> _What this task involves_
Below are some records. Pull every line that contains the word "duration".
________________
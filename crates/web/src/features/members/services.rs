use chrono::NaiveDate;
use sqlx::SqlitePool;
use storage::{
    dto::{
        member::{CreateMemberRequest, ExpiringMember},
        workout::{MemberActivity, WorkoutRecommendation},
    },
    error::Result,
    models::{Member, Status, WorkoutRecord},
    repository::{member::MemberRepository, workout::WorkoutRepository},
    services::{membership, recommendation},
};

pub async fn list_members(pool: &SqlitePool, status: Option<Status>) -> Result<Vec<Member>> {
    let repo = MemberRepository::new(pool);
    repo.list(status).await
}

pub async fn get_member(pool: &SqlitePool, id: i64) -> Result<Member> {
    let repo = MemberRepository::new(pool);
    repo.find_by_id(id).await
}

pub async fn register_member(pool: &SqlitePool, request: &CreateMemberRequest) -> Result<Member> {
    let repo = MemberRepository::new(pool);
    let member = repo.create(request).await?;

    tracing::info!(
        member_id = member.id,
        membership = %member.membership_type,
        end_date = %member.end_date,
        "Member registered"
    );

    Ok(member)
}

pub async fn deactivate_member(pool: &SqlitePool, id: i64) -> Result<()> {
    let repo = MemberRepository::new(pool);
    repo.deactivate(id).await?;
    tracing::info!(member_id = id, "Member deactivated");
    Ok(())
}

pub async fn expiring_members(pool: &SqlitePool, today: NaiveDate) -> Result<Vec<ExpiringMember>> {
    membership::expiring_members(pool, today).await
}

/// Workout history of an existing member, newest first
pub async fn member_workouts(pool: &SqlitePool, id: i64) -> Result<Vec<WorkoutRecord>> {
    MemberRepository::new(pool).find_by_id(id).await?;
    WorkoutRepository::new(pool).list_for_member(id).await
}

pub async fn member_activity(pool: &SqlitePool, id: i64) -> Result<MemberActivity> {
    MemberRepository::new(pool).find_by_id(id).await?;

    let repo = WorkoutRepository::new(pool);
    Ok(MemberActivity {
        workouts: repo.list_for_member(id).await?,
        daily_calories: repo.daily_calories(id).await?,
        exercise_frequency: repo.exercise_frequency(id).await?,
    })
}

pub async fn recommendations(
    pool: &SqlitePool,
    id: i64,
    today: NaiveDate,
) -> Result<Vec<WorkoutRecommendation>> {
    recommendation::recommend_for_member(pool, id, today).await
}
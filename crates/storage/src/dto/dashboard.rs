use serde::{Deserialize, Serialize};
use utoipa::ToSchema;

use super::member::ExpiringMember;

#[derive(Debug, Clone, Serialize, Deserialize, ToSchema)]
pub struct DashboardSummary {
    pub active_members: i64,
    pub active_trainers: i64,
    pub workouts_today: i64,
    pub upcoming_classes: i64,
    pub expiring_members: Vec<ExpiringMember>,
}
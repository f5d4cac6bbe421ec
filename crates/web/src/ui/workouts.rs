use axum::{
    Form,
    extract::{Path, Query, State, rejection::FormRejection},
    response::Redirect,
};
use chrono::NaiveDate;
use serde::Deserialize;
use storage::{
    Database,
    dto::workout::{CreateWorkoutRequest, EXERCISES, MemberActivity, WorkoutRecommendation},
    models::{Member, Status, WorkoutRecord},
};
use validator::Validate;

use super::{
    PageResult, charts,
    layout::{self, Flash, escape},
};
use crate::{error::WebError, features::members::services as members, features::workouts::services};

const PATH: &str = "/workouts";

#[derive(Debug, Default, Deserialize)]
pub struct WorkoutsQuery {
    pub flash: Option<Flash>,
    pub member_id: Option<i64>,
}

/// Hidden field on the delete button so the view stays on the same member
#[derive(Debug, Default, Deserialize)]
pub struct ReturnTo {
    pub member_id: Option<i64>,
}

fn view_path(member_id: Option<i64>) -> String {
    match member_id {
        Some(id) => format!("{PATH}?member_id={id}"),
        None => PATH.to_string(),
    }
}

pub async fn page(State(db): State<Database>, Query(query): Query<WorkoutsQuery>) -> PageResult {
    let today = crate::today();
    let all_members = members::list_members(db.pool(), None).await?;
    let selected = query
        .member_id
        .and_then(|id| all_members.iter().find(|m| m.id == id))
        .or_else(|| all_members.first());

    let mut body = String::new();

    if all_members.is_empty() {
        body.push_str("<p>Register a member before logging workouts.</p>");
    } else {
        body.push_str(&member_picker(&all_members, selected.map(|m| m.id)));
    }

    if let Some(member) = selected {
        let activity = members::member_activity(db.pool(), member.id).await?;
        let plan = members::recommendations(db.pool(), member.id, today).await?;
        body.push_str(&activity_section(member, &activity));
        body.push_str(&recommendation_section(&plan));
    }

    let active: Vec<&Member> = all_members
        .iter()
        .filter(|m| m.status == Status::Active)
        .collect();
    if !active.is_empty() {
        body.push_str(&workout_form(&active, selected.map(|m| m.id), today));
    }

    Ok(layout::page(
        "Workout records",
        &view_path(selected.map(|m| m.id)),
        query.flash,
        &body,
    ))
}

fn member_options<'a>(members: impl IntoIterator<Item = &'a Member>, selected: Option<i64>) -> String {
    let selected = selected.map(|id| id.to_string());
    layout::options(
        members
            .into_iter()
            .map(|m| (m.id.to_string(), m.name.as_str())),
        selected.as_deref(),
    )
}

fn member_picker(members: &[Member], selected: Option<i64>) -> String {
    format!(
        "<form method=\"get\" action=\"{PATH}\"><label>Member \
         <select name=\"member_id\">{}</select></label>\
         <button type=\"submit\">Show</button></form>",
        member_options(members, selected)
    )
}

fn activity_section(member: &Member, activity: &MemberActivity) -> String {
    let mut html = format!("<h2>{}</h2>", escape(&member.name));

    if activity.workouts.is_empty() {
        html.push_str("<p>No workouts logged yet.</p>");
        return html;
    }

    html.push_str(&history_table(member.id, &activity.workouts));

    let calories: Vec<(String, f64)> = activity
        .daily_calories
        .iter()
        .map(|d| (d.date.to_string(), d.calories as f64))
        .collect();
    html.push_str(&charts::bar_chart("Calories burned per day", &calories, "kcal"));

    let frequency: Vec<(String, f64)> = activity
        .exercise_frequency
        .iter()
        .map(|e| (e.exercise_name.clone(), e.count as f64))
        .collect();
    html.push_str(&charts::bar_chart("Exercise frequency", &frequency, "times"));

    html
}

fn history_table(member_id: i64, workouts: &[WorkoutRecord]) -> String {
    let rows: String = workouts
        .iter()
        .map(|w| {
            let delete = format!(
                "<form class=\"inline\" method=\"post\" action=\"{PATH}/{}/delete\">\
                 <input type=\"hidden\" name=\"member_id\" value=\"{member_id}\">\
                 <button type=\"submit\">Delete</button></form>",
                w.id
            );
            format!(
                "<tr><td>{}</td><td>{}</td><td>{}</td><td>{}</td><td>{}</td>\
                 <td>{}</td><td>{}</td><td>{delete}</td></tr>",
                w.date,
                escape(&w.exercise_name),
                w.sets,
                w.reps,
                w.weight,
                w.duration,
                w.calories_burned,
            )
        })
        .collect();

    format!(
        "<table><tr><th>Date</th><th>Exercise</th><th>Sets</th><th>Reps</th>\
         <th>Weight (kg)</th><th>Minutes</th><th>Calories</th><th></th></tr>{rows}</table>"
    )
}

fn recommendation_section(plan: &[WorkoutRecommendation]) -> String {
    let items: String = plan
        .iter()
        .map(|r| format!("<li>{}</li>", escape(&r.to_string())))
        .collect();
    format!("<h3>Recommended next workouts</h3><ul>{items}</ul>")
}

fn workout_form(members: &[&Member], selected: Option<i64>, today: NaiveDate) -> String {
    let exercises = layout::options(EXERCISES.iter().map(|e| (e.to_string(), *e)), None);

    format!(
        "<h2>Log a workout</h2><form method=\"post\" action=\"{PATH}\"><fieldset>\
         <label>Member <select name=\"member_id\">{}</select></label>\
         <label>Exercise <select name=\"exercise_name\">{exercises}</select></label>\
         <label>Sets <input name=\"sets\" type=\"number\" min=\"1\" max=\"10\" value=\"3\"></label>\
         <label>Reps <input name=\"reps\" type=\"number\" min=\"1\" max=\"50\" value=\"10\"></label>\
         <label>Weight (kg) <input name=\"weight\" type=\"number\" min=\"0\" step=\"2.5\" value=\"20\"></label>\
         <label>Duration (min) <input name=\"duration\" type=\"number\" min=\"1\" value=\"30\"></label>\
         <label>Calories <input name=\"calories_burned\" type=\"number\" min=\"0\" value=\"200\"></label>\
         <label>Date <input name=\"date\" type=\"date\" value=\"{today}\"></label>\
         <button type=\"submit\">Save</button></fieldset></form>",
        member_options(members.iter().copied(), selected)
    )
}

async fn log_workout(db: &Database, req: &CreateWorkoutRequest) -> Result<WorkoutRecord, WebError> {
    req.validate()?;
    Ok(services::log_workout(db.pool(), req).await?)
}

pub async fn create(
    State(db): State<Database>,
    form: Result<Form<CreateWorkoutRequest>, FormRejection>,
) -> Redirect {
    let (member_id, result) = match form {
        Ok(Form(req)) => (Some(req.member_id), log_workout(&db, &req).await),
        Err(rejection) => (None, Err(WebError::BadRequest(rejection.body_text()))),
    };

    layout::after_submit(&view_path(member_id), result, Flash::WorkoutSaved)
}

pub async fn delete(
    State(db): State<Database>,
    Path(id): Path<i64>,
    form: Result<Form<ReturnTo>, FormRejection>,
) -> Redirect {
    let (member_id, result) = match form {
        Ok(Form(back)) => (
            back.member_id,
            services::delete_workout(db.pool(), id)
                .await
                .map_err(WebError::from),
        ),
        Err(rejection) => (None, Err(WebError::BadRequest(rejection.body_text()))),
    };

    layout::after_submit(&view_path(member_id), result, Flash::WorkoutDeleted)
}
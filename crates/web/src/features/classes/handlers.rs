use axum::{
    Json,
    extract::{Path, State},
    http::StatusCode,
    response::{IntoResponse, Response},
};
use storage::{
    Database,
    dto::{
        booking::{BookClassRequest, BookingDetail},
        class::{ClassListing, CreateClassRequest},
    },
    models::{Booking, GymClass},
};
use validator::Validate;

use crate::error::WebError;

use super::services;

#[utoipa::path(
    get,
    path = "/api/classes",
    responses(
        (status = 200, description = "All classes with seat counts, latest first", body = Vec<ClassListing>)
    ),
    tag = "classes"
)]
pub async fn list_classes(State(db): State<Database>) -> Result<Response, WebError> {
    let classes = services::list_classes(db.pool()).await?;

    Ok(Json(classes).into_response())
}

#[utoipa::path(
    get,
    path = "/api/classes/upcoming",
    responses(
        (status = 200, description = "Classes from today on, in schedule order", body = Vec<ClassListing>)
    ),
    tag = "classes"
)]
pub async fn list_upcoming(State(db): State<Database>) -> Result<Response, WebError> {
    let classes = services::upcoming_classes(db.pool(), crate::today()).await?;

    Ok(Json(classes).into_response())
}

#[utoipa::path(
    get,
    path = "/api/classes/{id}",
    params(
        ("id" = i64, Path, description = "Class id")
    ),
    responses(
        (status = 200, description = "Class found", body = ClassListing),
        (status = 404, description = "Class not found")
    ),
    tag = "classes"
)]
pub async fn get_class(
    State(db): State<Database>,
    Path(id): Path<i64>,
) -> Result<Response, WebError> {
    let class = services::get_class(db.pool(), id).await?;

    Ok(Json(class).into_response())
}

#[utoipa::path(
    post,
    path = "/api/classes",
    request_body = CreateClassRequest,
    responses(
        (status = 201, description = "Class scheduled", body = GymClass),
        (status = 400, description = "Validation error"),
        (status = 409, description = "Trainer does not exist")
    ),
    tag = "classes"
)]
pub async fn create_class(
    State(db): State<Database>,
    Json(req): Json<CreateClassRequest>,
) -> Result<Response, WebError> {
    req.validate()?;

    let class = services::schedule_class(db.pool(), &req).await?;

    Ok((StatusCode::CREATED, Json(class)).into_response())
}

#[utoipa::path(
    delete,
    path = "/api/classes/{id}",
    params(
        ("id" = i64, Path, description = "Class id")
    ),
    responses(
        (status = 204, description = "Class and its bookings deleted"),
        (status = 404, description = "Class not found")
    ),
    tag = "classes"
)]
pub async fn delete_class(
    State(db): State<Database>,
    Path(id): Path<i64>,
) -> Result<Response, WebError> {
    services::delete_class(db.pool(), id).await?;

    Ok(StatusCode::NO_CONTENT.into_response())
}

#[utoipa::path(
    get,
    path = "/api/classes/{id}/bookings",
    params(
        ("id" = i64, Path, description = "Class id")
    ),
    responses(
        (status = 200, description = "Bookings of the class, confirmed and cancelled", body = Vec<BookingDetail>),
        (status = 404, description = "Class not found")
    ),
    tag = "bookings"
)]
pub async fn list_class_bookings(
    State(db): State<Database>,
    Path(id): Path<i64>,
) -> Result<Response, WebError> {
    let bookings = services::class_bookings(db.pool(), id).await?;

    Ok(Json(bookings).into_response())
}

#[utoipa::path(
    post,
    path = "/api/classes/{id}/bookings",
    params(
        ("id" = i64, Path, description = "Class id")
    ),
    request_body = BookClassRequest,
    responses(
        (status = 201, description = "Seat booked", body = Booking),
        (status = 404, description = "Class or member not found"),
        (status = 409, description = "Class is full or member is inactive")
    ),
    tag = "bookings"
)]
pub async fn book_class(
    State(db): State<Database>,
    Path(id): Path<i64>,
    Json(req): Json<BookClassRequest>,
) -> Result<Response, WebError> {
    let booking = services::book_class(db.pool(), id, req.member_id, crate::today()).await?;

    Ok((StatusCode::CREATED, Json(booking)).into_response())
}

#[utoipa::path(
    get,
    path = "/api/bookings/{id}",
    params(
        ("id" = i64, Path, description = "Booking id")
    ),
    responses(
        (status = 200, description = "Booking found", body = Booking),
        (status = 404, description = "Booking not found")
    ),
    tag = "bookings"
)]
pub async fn get_booking(
    State(db): State<Database>,
    Path(id): Path<i64>,
) -> Result<Response, WebError> {
    let booking = services::get_booking(db.pool(), id).await?;

    Ok(Json(booking).into_response())
}

#[utoipa::path(
    delete,
    path = "/api/bookings/{id}",
    params(
        ("id" = i64, Path, description = "Booking id")
    ),
    responses(
        (status = 204, description = "Booking cancelled, seat released"),
        (status = 404, description = "Booking not found or already cancelled")
    ),
    tag = "bookings"
)]
pub async fn cancel_booking(
    State(db): State<Database>,
    Path(id): Path<i64>,
) -> Result<Response, WebError> {
    services::cancel_booking(db.pool(), id).await?;

    Ok(StatusCode::NO_CONTENT.into_response())
}
mod common;

use axum::http::StatusCode;
use common::{
    app, create_class, create_member, create_trainer, days_from_today, delete, get, post_json,
    today,
};
use serde_json::json;

#[tokio::test]
async fn test_register_member_computes_end_date() {
    let app = app().await;

    let response = post_json(
        &app,
        "/api/members",
        json!({
            "name": "Kim Cheolsu",
            "email": "kim@email.com",
            "phone": "010-1234-5678",
            "membership_type": "premium",
            "start_date": "2024-01-15",
        }),
    )
    .await;

    assert_eq!(response.status, StatusCode::CREATED);
    let member = response.json();
    assert_eq!(member["end_date"], "2025-01-14");
    assert_eq!(member["status"], "active");
    assert_eq!(member["membership_type"], "premium");
}

#[tokio::test]
async fn test_duplicate_email_is_conflict() {
    let app = app().await;
    create_member(&app, "Kim", "kim@email.com", today()).await;

    let response = post_json(
        &app,
        "/api/members",
        json!({
            "name": "Another Kim",
            "email": "kim@email.com",
            "membership_type": "vip",
            "start_date": today(),
        }),
    )
    .await;

    assert_eq!(response.status, StatusCode::CONFLICT);
    assert_eq!(
        response.json()["error"],
        "Email kim@email.com is already registered"
    );
    let members = get(&app, "/api/members").await.json();
    assert_eq!(members.as_array().unwrap().len(), 1);
}

#[tokio::test]
async fn test_blank_name_fails_validation() {
    let app = app().await;

    let response = post_json(
        &app,
        "/api/members",
        json!({
            "name": "  ",
            "email": "kim@email.com",
            "membership_type": "general",
            "start_date": today(),
        }),
    )
    .await;

    assert_eq!(response.status, StatusCode::BAD_REQUEST);
    let body = response.json();
    assert_eq!(body["error"], "Validation failed");
    assert!(
        body["details"]
            .as_array()
            .unwrap()
            .iter()
            .any(|d| d.as_str().unwrap().starts_with("name:"))
    );
}

#[tokio::test]
async fn test_member_status_filter_and_deactivate() {
    let app = app().await;
    let kim = create_member(&app, "Kim", "kim@email.com", today()).await;
    create_member(&app, "Lee", "lee@email.com", today()).await;

    assert_eq!(
        delete(&app, &format!("/api/members/{kim}")).await.status,
        StatusCode::NO_CONTENT
    );

    let active = get(&app, "/api/members?status=active").await.json();
    assert_eq!(active.as_array().unwrap().len(), 1);
    assert_eq!(active[0]["name"], "Lee");

    let inactive = get(&app, "/api/members?status=inactive").await.json();
    assert_eq!(inactive[0]["id"], kim);

    assert_eq!(
        delete(&app, "/api/members/999").await.status,
        StatusCode::NOT_FOUND
    );
}

#[tokio::test]
async fn test_expiring_members_endpoint() {
    let app = app().await;
    // General plans last 180 days.
    create_member(&app, "Soon", "soon@email.com", days_from_today(-178)).await;
    create_member(&app, "Later", "later@email.com", days_from_today(-100)).await;

    let expiring = get(&app, "/api/members/expiring").await.json();

    let expiring = expiring.as_array().unwrap();
    assert_eq!(expiring.len(), 1);
    assert_eq!(expiring[0]["name"], "Soon");
    assert_eq!(expiring[0]["days_left"], 2);
    assert_eq!(expiring[0]["expired"], false);
}

#[tokio::test]
async fn test_workouts_and_recommendations() {
    let app = app().await;
    let kim = create_member(&app, "Kim", "kim@email.com", days_from_today(-10)).await;

    let beginner = get(&app, &format!("/api/members/{kim}/recommendations"))
        .await
        .json();
    assert_eq!(beginner.as_array().unwrap().len(), 3);
    assert_eq!(beginner[0]["kind"], "beginner");
    assert_eq!(beginner[0]["exercise_name"], "Squat");

    for weight in [95.0, 105.0] {
        let response = post_json(
            &app,
            "/api/workouts",
            json!({
                "member_id": kim,
                "exercise_name": "Squat",
                "sets": 3,
                "reps": 10,
                "weight": weight,
                "duration": 40,
                "calories_burned": 250,
                "date": days_from_today(-1),
            }),
        )
        .await;
        assert_eq!(response.status, StatusCode::CREATED, "{}", response.body);
    }

    let plan = get(&app, &format!("/api/members/{kim}/recommendations"))
        .await
        .json();
    assert_eq!(plan.as_array().unwrap().len(), 1);
    assert_eq!(plan[0]["kind"], "progression");
    assert_eq!(plan[0]["weight_kg"], 105);
    assert_eq!(plan[0]["sets"], 3);

    let activity = get(&app, &format!("/api/members/{kim}/activity")).await.json();
    assert_eq!(activity["workouts"].as_array().unwrap().len(), 2);
    assert_eq!(activity["daily_calories"][0]["calories"], 500);
    assert_eq!(activity["exercise_frequency"][0]["count"], 2);

    let all = get(&app, "/api/workouts").await.json();
    assert_eq!(all[0]["member_name"], "Kim");
    let id = all[0]["id"].as_i64().unwrap();
    assert_eq!(
        delete(&app, &format!("/api/workouts/{id}")).await.status,
        StatusCode::NO_CONTENT
    );
    let history = get(&app, &format!("/api/members/{kim}/workouts")).await.json();
    assert_eq!(history.as_array().unwrap().len(), 1);
}

#[tokio::test]
async fn test_workout_out_of_range_is_rejected() {
    let app = app().await;
    let kim = create_member(&app, "Kim", "kim@email.com", today()).await;

    let response = post_json(
        &app,
        "/api/workouts",
        json!({
            "member_id": kim,
            "exercise_name": "Squat",
            "sets": 11,
            "reps": 10,
            "weight": -5.0,
            "duration": 40,
            "calories_burned": 250,
            "date": today(),
        }),
    )
    .await;

    assert_eq!(response.status, StatusCode::BAD_REQUEST);
    assert_eq!(response.json()["details"].as_array().unwrap().len(), 2);
}

#[tokio::test]
async fn test_unknown_member_is_not_found() {
    let app = app().await;

    for uri in [
        "/api/members/42",
        "/api/members/42/workouts",
        "/api/members/42/activity",
        "/api/members/42/recommendations",
    ] {
        let response = get(&app, uri).await;
        assert_eq!(response.status, StatusCode::NOT_FOUND, "{uri}");
        assert_eq!(response.json()["error"], "Resource not found");
    }
}

#[tokio::test]
async fn test_booking_respects_capacity() {
    let app = app().await;
    let trainer = create_trainer(&app, "Coach Park").await;
    let class = create_class(&app, trainer, 1).await;
    let kim = create_member(&app, "Kim", "kim@email.com", today()).await;
    let lee = create_member(&app, "Lee", "lee@email.com", today()).await;
    let bookings_uri = format!("/api/classes/{class}/bookings");

    let first = post_json(&app, &bookings_uri, json!({ "member_id": kim })).await;
    assert_eq!(first.status, StatusCode::CREATED);
    let booking_id = first.json()["id"].as_i64().unwrap();

    let second = post_json(&app, &bookings_uri, json!({ "member_id": lee })).await;
    assert_eq!(second.status, StatusCode::CONFLICT);
    assert_eq!(
        second.json()["error"],
        format!("Class {class} is fully booked")
    );

    let listing = get(&app, &format!("/api/classes/{class}")).await.json();
    assert_eq!(listing["current_bookings"], 1);
    assert_eq!(listing["available_spots"], 0);

    assert_eq!(
        delete(&app, &format!("/api/bookings/{booking_id}")).await.status,
        StatusCode::NO_CONTENT
    );
    let retry = post_json(&app, &bookings_uri, json!({ "member_id": lee })).await;
    assert_eq!(retry.status, StatusCode::CREATED);

    let bookings = get(&app, &bookings_uri).await.json();
    let statuses: Vec<&str> = bookings
        .as_array()
        .unwrap()
        .iter()
        .map(|b| b["status"].as_str().unwrap())
        .collect();
    assert_eq!(statuses, vec!["cancelled", "confirmed"]);
}

#[tokio::test]
async fn test_booking_unknown_class_is_not_found() {
    let app = app().await;
    let kim = create_member(&app, "Kim", "kim@email.com", today()).await;

    let response = post_json(&app, "/api/classes/77/bookings", json!({ "member_id": kim })).await;

    assert_eq!(response.status, StatusCode::NOT_FOUND);
}

#[tokio::test]
async fn test_delete_class_removes_bookings() {
    let app = app().await;
    let trainer = create_trainer(&app, "Coach Park").await;
    let class = create_class(&app, trainer, 5).await;
    let kim = create_member(&app, "Kim", "kim@email.com", today()).await;
    let booking = post_json(
        &app,
        &format!("/api/classes/{class}/bookings"),
        json!({ "member_id": kim }),
    )
    .await
    .json();

    assert_eq!(
        delete(&app, &format!("/api/classes/{class}")).await.status,
        StatusCode::NO_CONTENT
    );

    assert_eq!(
        get(&app, &format!("/api/classes/{class}")).await.status,
        StatusCode::NOT_FOUND
    );
    assert_eq!(
        get(&app, &format!("/api/bookings/{}", booking["id"])).await.status,
        StatusCode::NOT_FOUND
    );
}

#[tokio::test]
async fn test_class_validation_and_missing_trainer() {
    let app = app().await;

    let invalid = post_json(
        &app,
        "/api/classes",
        json!({
            "class_name": "Yoga",
            "trainer_id": 1,
            "date": days_from_today(1),
            "time": "noon",
            "duration": 20,
            "max_capacity": 5,
        }),
    )
    .await;
    assert_eq!(invalid.status, StatusCode::BAD_REQUEST);

    let orphan = post_json(
        &app,
        "/api/classes",
        json!({
            "class_name": "Yoga",
            "trainer_id": 99,
            "date": days_from_today(1),
            "time": "07:00",
            "duration": 60,
            "max_capacity": 5,
        }),
    )
    .await;
    assert_eq!(orphan.status, StatusCode::CONFLICT);
    assert_eq!(
        orphan.json()["error"],
        "Constraint violation: Trainer does not exist"
    );
}

#[tokio::test]
async fn test_upcoming_classes_and_dashboard() {
    let app = app().await;
    let trainer = create_trainer(&app, "Coach Kim").await;
    create_class(&app, trainer, 8).await;
    create_member(&app, "Soon", "soon@email.com", days_from_today(-180)).await;

    let upcoming = get(&app, "/api/classes/upcoming").await.json();
    assert_eq!(upcoming.as_array().unwrap().len(), 1);
    assert_eq!(upcoming[0]["trainer_name"], "Coach Kim");

    let dashboard = get(&app, "/api/dashboard").await.json();
    assert_eq!(dashboard["active_members"], 1);
    assert_eq!(dashboard["active_trainers"], 1);
    assert_eq!(dashboard["workouts_today"], 0);
    assert_eq!(dashboard["upcoming_classes"], 1);
    assert_eq!(dashboard["expiring_members"][0]["expired"], true);
}

#[tokio::test]
async fn test_trainers_endpoints() {
    let app = app().await;
    let id = create_trainer(&app, "Coach Choi").await;

    let trainer = get(&app, &format!("/api/trainers/{id}")).await.json();
    assert_eq!(trainer["rating"], 4.5);

    let invalid = post_json(
        &app,
        "/api/trainers",
        json!({
            "name": "Coach Nobody",
            "specialty": "Boxing",
            "experience_years": 31,
            "rating": 6.0,
        }),
    )
    .await;
    assert_eq!(invalid.status, StatusCode::BAD_REQUEST);

    assert_eq!(
        delete(&app, &format!("/api/trainers/{id}")).await.status,
        StatusCode::NO_CONTENT
    );
    let active = get(&app, "/api/trainers?status=active").await.json();
    assert!(active.as_array().unwrap().is_empty());
}

#[tokio::test]
async fn test_analytics_endpoints_respond() {
    let app = app().await;

    for path in [
        "memberships",
        "trainer-ratings",
        "monthly",
        "popular-exercises",
        "calories",
        "trainer-load",
        "time-slots",
    ] {
        let response = get(&app, &format!("/api/analytics/{path}")).await;
        assert_eq!(response.status, StatusCode::OK, "{path}");
        assert!(response.json().as_array().unwrap().is_empty(), "{path}");
    }

    let heatmap = get(&app, "/api/analytics/heatmap").await.json();
    assert_eq!(heatmap["counts"].as_array().unwrap().len(), 7);
    assert_eq!(heatmap["weekdays"][0], "Monday");
}

#[tokio::test]
async fn test_openapi_document_lists_routes() {
    let app = app().await;

    let doc = get(&app, "/api-docs/openapi.json").await.json();

    let paths = doc["paths"].as_object().unwrap();
    assert!(paths.contains_key("/api/members"));
    assert!(paths.contains_key("/api/classes/{id}/bookings"));
    assert!(paths.contains_key("/api/analytics/heatmap"));
}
________________
> _Completed task_
                w.duration,
         <label>Duration (min) <input name=\"duration\" type=\"number\" min=\"1\" value=\"30\"></label>\
                "duration": 40,
            "duration": 40,
            "duration": 20,
            "duration": 60,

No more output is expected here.